====== GIVEN RECORDS ======

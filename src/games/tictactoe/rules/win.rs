//! Win detection logic for tic-tac-toe.

use super::super::{Board, Mark, Position, Square};
use tracing::instrument;

/// The 8 winning triples: 3 rows, 3 columns, 2 diagonals.
pub const LINES: [[Position; 3]; 8] = [
    // Rows
    [Position::TopLeft, Position::TopCenter, Position::TopRight],
    [Position::MiddleLeft, Position::Center, Position::MiddleRight],
    [Position::BottomLeft, Position::BottomCenter, Position::BottomRight],
    // Columns
    [Position::TopLeft, Position::MiddleLeft, Position::BottomLeft],
    [Position::TopCenter, Position::Center, Position::BottomCenter],
    [Position::TopRight, Position::MiddleRight, Position::BottomRight],
    // Diagonals
    [Position::TopLeft, Position::Center, Position::BottomRight],
    [Position::TopRight, Position::Center, Position::BottomLeft],
];

/// Checks if there is a winner on the board.
///
/// Returns `Some(mark)` if that mark fills one of the winning lines,
/// `None` otherwise.
#[instrument(skip(board))]
pub fn check_winner(board: &Board) -> Option<Mark> {
    for [a, b, c] in LINES {
        let sq = board.get(a);
        if sq != Square::Empty && sq == board.get(b) && sq == board.get(c) {
            return match sq {
                Square::Occupied(mark) => Some(mark),
                Square::Empty => None,
            };
        }
    }

    None
}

======

**WORK TO BE COMPLETED**
Copy out exactly the lines running from the line with "#[instrument(skip(board))]" to the end of the records, inclusive.

**SOLUTION TO THIS TASK**
#[instrument(skip(board))]
pub fn check_winner(board: &Board) -> Option<Mark> {
    for [a, b, c] in LINES {
        let sq = board.get(a);
        if sq != Square::Empty && sq == board.get(b) && sq == board.get(c) {
            return match sq {
                Square::Occupied(mark) => Some(mark),
                Square::Empty => None,
            };
        }
    }

    None
}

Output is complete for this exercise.